As the Western states struggle with wildfires and the Southeastern states get pounded by hurricanes, the stock market quietly made new highs. The S&P rallied this week 1.4 percent, closing in on the psychologically important 2,500. Conversely, bonds felt the swing into equities with rates on the 10-year U.S. Treasury rising 13 basis points to 2.20 percent. The pop in the markets occurred after Hurricane Irma’s wrath proved less damaging than was originally forecasted. The remainder of the week was far less eventful with traders turning to Chinese industrial production numbers coming in weaker than expected and the CPI increasing in August by 0.4 percent. The latter of these moves brought headline inflation closer to the Fed’s 2.0 percent target, bringing another rate hike this year back into consideration.
Are We Due?
“Are we due for a correction in the stock market?” This question is asked every time the market rallies to a new high - and rightly so. Markets don’t go up in a straight line. Rather, they go up in a “saw tooth” pattern: rallying, then selling off, then rallying again. It’s healthy for the markets to retreat, which wipes out excessive exuberance and tests investors’ resolve in valuations. Since the S&P 500 broke out in November of last year it is up nearly 20 percent without a pullback greater than 3 percent. In fact, it’s been 20 months since the market has seen a 5 percent pullback. Generally, market pullbacks are led by or coincide with at least one of the following indicators: increased volatility, stretched valuations, a faltering economy and/or geopolitical strife.
Volatility in the S&P 500 as measured by the VIX index is close to all-time lows. The lack of volatility across asset classes may belie rising risk but evidence points to calm waters until the VIX rises. Along those lines, 103 stocks hit new 52-week highs in the S&P 500 this week. This is a good indicator of the breadth of a rally. Technically, there isn’t an imminent threat of a pullback.

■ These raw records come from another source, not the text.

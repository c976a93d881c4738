//! Persistence contract for progress sessions.
//!
//! The session controller talks to storage exclusively through
//! [`ProgressStore`]. Two backends ship with the crate: [`MemoryStore`] for
//! tests and embedding, and [`FsStore`] which keeps one JSON document per
//! participant and gender on disk.

mod error;
#[cfg(feature = "fs")]
mod fs;
mod memory;

use async_trait::async_trait;
use intake_spec::{Answer, Position, ProgressSession, SessionKey};
use time::OffsetDateTime;

pub use error::StoreError;
#[cfg(feature = "fs")]
pub use fs::FsStore;
pub use memory::MemoryStore;

/// Remote progress store.
///
/// Every operation may fail; callers must surface failures instead of
/// assuming the write happened. `save_answer` and `update_position` are
/// idempotent, so retrying a failed call is always safe.
#[async_trait]
pub trait ProgressStore: Send + Sync + 'static {
    async fn get_session(&self, key: &SessionKey) -> Result<Option<ProgressSession>, StoreError>;

    /// Stores a freshly created session. Fails with `AlreadyExists` if one is present.
    async fn create_session(&self, session: &ProgressSession) -> Result<(), StoreError>;

    /// Upserts `answer` keyed by its question id.
    async fn save_answer(&self, key: &SessionKey, answer: &Answer) -> Result<(), StoreError>;

    async fn update_position(
        &self,
        key: &SessionKey,
        position: Position,
        at: OffsetDateTime,
    ) -> Result<(), StoreError>;

    async fn mark_complete(&self, key: &SessionKey, at: OffsetDateTime) -> Result<(), StoreError>;

    /// Destroys the stored session and all of its answers.
    async fn reset_session(&self, key: &SessionKey) -> Result<(), StoreError>;
}

/// Applies a mutation to an in-flight record, shared by the bundled backends.
pub(crate) enum Mutation<'a> {
    Answer(&'a Answer),
    Position(Position, OffsetDateTime),
    Complete(OffsetDateTime),
}

impl Mutation<'_> {
    pub(crate) fn apply(self, session: &mut ProgressSession) -> Result<(), StoreError> {
        if session.is_complete {
            // A repeated completion is a retry of a write that already landed.
            if matches!(self, Mutation::Complete(_)) {
                return Ok(());
            }
            return Err(StoreError::Completed(session.key().to_string()));
        }
        match self {
            Mutation::Answer(answer) => session.apply_answer(answer.clone()),
            Mutation::Position(position, at) => session.apply_position(position, at),
            Mutation::Complete(at) => session.apply_completion(at),
        }
        Ok(())
    }
}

Equity valuations are currently extended with the S&P 500 trading at 17.5 times next year’s earnings. This is well over the 10-year average of 14.1 times earnings. It’s easy to think that with stretched valuations the market should revert to average levels but the price-to-earnings ratio hasn’t historically been a good predictor of market corrections. Many times, the earnings catch up with the advance in price, thus reducing the ratio while maintaining a higher-priced market. If earnings weaken, this could trigger the market to reevaluate its extended valuation and sell off.
The U.S. economy is threading the “goldilocks” needle. Employment, GDP growth and inflation are all indicating a healthy consumer environment that is “just right.” So far, the FOMC has been able to raise rates without any negative affects to the market. The strength of the economy is forefront in investors’ minds when justifying the growth implied in the markets at these levels. If any of these indicators wobbles, that could be an excuse for markets to sell off.
Lastly, there are the geopolitical wildcards. One can’t predict natural disasters, the actions of dictators and terrorists or the next scandal in Washington. Any one of these could roll the market over, but for the last few years they have all been greeted with a shrug and the fundamental strength of the market has held up.
Sir John Templeton once said, “Bull markets are born of pessimism, grow on skepticism, mature on optimism and die on euphoria.” The above data could imply that investors are somewhere between skeptical and optimistic.